[Opening INPUT DATA section]
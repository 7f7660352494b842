//! Content item types and the status workflow.
//!
//! Defines [`ContentItem`], the unit of content tracked by the
//! application, and [`ContentStatus`], the five-stage workflow every
//! item moves through: Draft → Planning → Review → Update → Ready to
//! Post. Persistence of items is an external concern; these types only
//! carry the data.

use std::str::FromStr;

use chrono::{DateTime, Utc};
use serde::{Deserialize, Serialize};

/// Workflow stage of a content item.
///
/// Serializes as the human-readable label (`"Ready to Post"`) and
/// parses case-insensitively, accepting a hyphenated spelling too.
///
/// # Examples
///
/// ```
/// use contentflow_core::ContentStatus;
///
/// let status: ContentStatus = "ready to post".parse().unwrap();
/// assert_eq!(status, ContentStatus::ReadyToPost);
/// assert_eq!(status.to_string(), "Ready to Post");
///
/// assert_eq!(ContentStatus::Draft.next(), Some(ContentStatus::Planning));
/// assert_eq!(ContentStatus::ReadyToPost.next(), None);
/// ```
#[derive(Debug, Clone, Copy, PartialEq, Eq, Default)]
pub enum ContentStatus {
    /// Idea captured, not yet planned (default for new items).
    #[default]
    Draft,
    /// Being planned: audience, goal, and outline decided.
    Planning,
    /// Under review before publishing.
    Review,
    /// Revisions requested by review.
    Update,
    /// Approved and ready to go out.
    ReadyToPost,
}

impl ContentStatus {
    /// All stages in workflow order.
    pub const ALL: [ContentStatus; 5] = [
        ContentStatus::Draft,
        ContentStatus::Planning,
        ContentStatus::Review,
        ContentStatus::Update,
        ContentStatus::ReadyToPost,
    ];

    /// Returns the next stage in the workflow, or `None` at the end.
    pub fn next(self) -> Option<ContentStatus> {
        let idx = Self::ALL.iter().position(|s| *s == self)?;
        Self::ALL.get(idx + 1).copied()
    }

    /// Returns the previous stage in the workflow, or `None` at the start.
    pub fn previous(self) -> Option<ContentStatus> {
        let idx = Self::ALL.iter().position(|s| *s == self)?;
        idx.checked_sub(1).and_then(|i| Self::ALL.get(i)).copied()
    }
}

impl std::fmt::Display for ContentStatus {
    fn fmt(&self, f: &mut std::fmt::Formatter<'_>) -> std::fmt::Result {
        match self {
            Self::Draft => write!(f, "Draft"),
            Self::Planning => write!(f, "Planning"),
            Self::Review => write!(f, "Review"),
            Self::Update => write!(f, "Update"),
            Self::ReadyToPost => write!(f, "Ready to Post"),
        }
    }
}

impl FromStr for ContentStatus {
    type Err = String;

    fn from_str(s: &str) -> Result<Self, Self::Err> {
        match s.to_lowercase().as_str() {
            "draft" => Ok(Self::Draft),
            "planning" => Ok(Self::Planning),
            "review" => Ok(Self::Review),
            "update" => Ok(Self::Update),
            "ready to post" | "ready-to-post" => Ok(Self::ReadyToPost),
            other => Err(format!("unknown content status: {other}")),
        }
    }
}

impl serde::Serialize for ContentStatus {
    fn serialize<S: serde::Serializer>(&self, serializer: S) -> Result<S::Ok, S::Error> {
        serializer.serialize_str(&self.to_string())
    }
}

impl<'de> serde::Deserialize<'de> for ContentStatus {
    fn deserialize<D: serde::Deserializer<'de>>(deserializer: D) -> Result<Self, D::Error> {
        let s = String::deserialize(deserializer)?;
        s.parse::<ContentStatus>().map_err(serde::de::Error::custom)
    }
}

/// A single content item moving through the workflow.
///
/// Mirrors the record the surrounding application persists (`title`,
/// `text`, `status`, `userId`, `createdAt`); the store itself lives
/// behind an external service and is not modeled here.
///
/// # Examples
///
/// ```
/// use contentflow_core::{ContentItem, ContentStatus};
///
/// let item = ContentItem::draft("Launch post", "We shipped v2", "user-1");
/// assert_eq!(item.status, ContentStatus::Draft);
/// assert_eq!(item.title, "Launch post");
/// ```
#[derive(Debug, Clone, PartialEq, Eq, Serialize, Deserialize)]
pub struct ContentItem {
    /// Short title shown on the dashboard.
    pub title: String,

    /// The post body, typically produced by the template engine.
    pub text: String,

    /// Current workflow stage.
    pub status: ContentStatus,

    /// Owner of the item.
    pub user_id: String,

    /// Creation timestamp.
    pub created_at: DateTime<Utc>,
}

impl ContentItem {
    /// Creates a new item in the [`Draft`](ContentStatus::Draft) stage,
    /// timestamped now.
    ///
    /// This is how composed posts enter the workflow: build the text
    /// with the template engine, then wrap it as a draft.
    pub fn draft(
        title: impl Into<String>,
        text: impl Into<String>,
        user_id: impl Into<String>,
    ) -> Self {
        Self {
            title: title.into(),
            text: text.into(),
            status: ContentStatus::Draft,
            user_id: user_id.into(),
            created_at: Utc::now(),
        }
    }

    /// Moves the item to the next workflow stage, if there is one.
    ///
    /// Returns `true` when the status changed.
    pub fn advance(&mut self) -> bool {
        match self.status.next() {
            Some(next) => {
                self.status = next;
                true
            }
            None => false,
        }
    }
}

#[cfg(test)]
mod tests {
    use super::*;

    #[test]
    fn test_should_order_stages_draft_to_ready() {
        assert_eq!(ContentStatus::ALL[0], ContentStatus::Draft);
        assert_eq!(ContentStatus::ALL[4], ContentStatus::ReadyToPost);
    }

    #[test]
    fn test_should_step_through_workflow_with_next() {
        let mut status = ContentStatus::Draft;
        let mut seen = vec![status];
        while let Some(next) = status.next() {
            status = next;
            seen.push(status);
        }
        assert_eq!(seen, ContentStatus::ALL);
    }

    #[test]
    fn test_should_step_backwards_with_previous() {
        assert_eq!(
            ContentStatus::ReadyToPost.previous(),
            Some(ContentStatus::Update)
        );
        assert_eq!(ContentStatus::Draft.previous(), None);
    }

    #[test]
    fn test_should_display_human_labels() {
        assert_eq!(ContentStatus::Draft.to_string(), "Draft");
        assert_eq!(ContentStatus::ReadyToPost.to_string(), "Ready to Post");
    }

    #[test]
    fn test_should_parse_status_case_insensitive() {
        assert_eq!(
            "PLANNING".parse::<ContentStatus>().unwrap(),
            ContentStatus::Planning
        );
        assert_eq!(
            "Ready to Post".parse::<ContentStatus>().unwrap(),
            ContentStatus::ReadyToPost
        );
        assert_eq!(
            "ready-to-post".parse::<ContentStatus>().unwrap(),
            ContentStatus::ReadyToPost
        );
    }

    #[test]
    fn test_should_reject_unknown_status() {
        assert!("published".parse::<ContentStatus>().is_err());
    }

    #[test]
    fn test_should_round_trip_status_serde() {
        for status in ContentStatus::ALL {
            let json = serde_json::to_string(&status).unwrap();
            let parsed: ContentStatus = serde_json::from_str(&json).unwrap();
            assert_eq!(parsed, status);
        }
    }

    #[test]
    fn test_should_serialize_ready_to_post_with_spaces() {
        let json = serde_json::to_string(&ContentStatus::ReadyToPost).unwrap();
        assert_eq!(json, "\"Ready to Post\"");
    }

    #[test]
    fn test_should_create_draft_item() {
        let item = ContentItem::draft("Title", "Body", "user-1");
        assert_eq!(item.status, ContentStatus::Draft);
        assert_eq!(item.user_id, "user-1");
    }

    #[test]
    fn test_should_advance_item_until_ready() {
        let mut item = ContentItem::draft("Title", "Body", "user-1");
        let mut steps = 0;
        while item.advance() {
            steps += 1;
        }
        assert_eq!(steps, 4);
        assert_eq!(item.status, ContentStatus::ReadyToPost);
        assert!(!item.advance());
    }

    #[test]
    fn test_should_round_trip_item_yaml() {
        let item = ContentItem::draft("Title", "Body", "user-1");
        let yaml = serde_yaml_ng::to_string(&item).unwrap();
        let parsed: ContentItem = serde_yaml_ng::from_str(&yaml).unwrap();
        assert_eq!(parsed, item);
    }
}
[Closing INPUT DATA section]
TASK >>
Whenever a line above has the word "Returns" in it, copy that line.

EXERCISE OUTPUT >>
    /// Returns the next stage in the workflow, or `None` at the end.
    /// Returns the previous stage in the workflow, or `None` at the start.
    /// Returns `true` when the status changed.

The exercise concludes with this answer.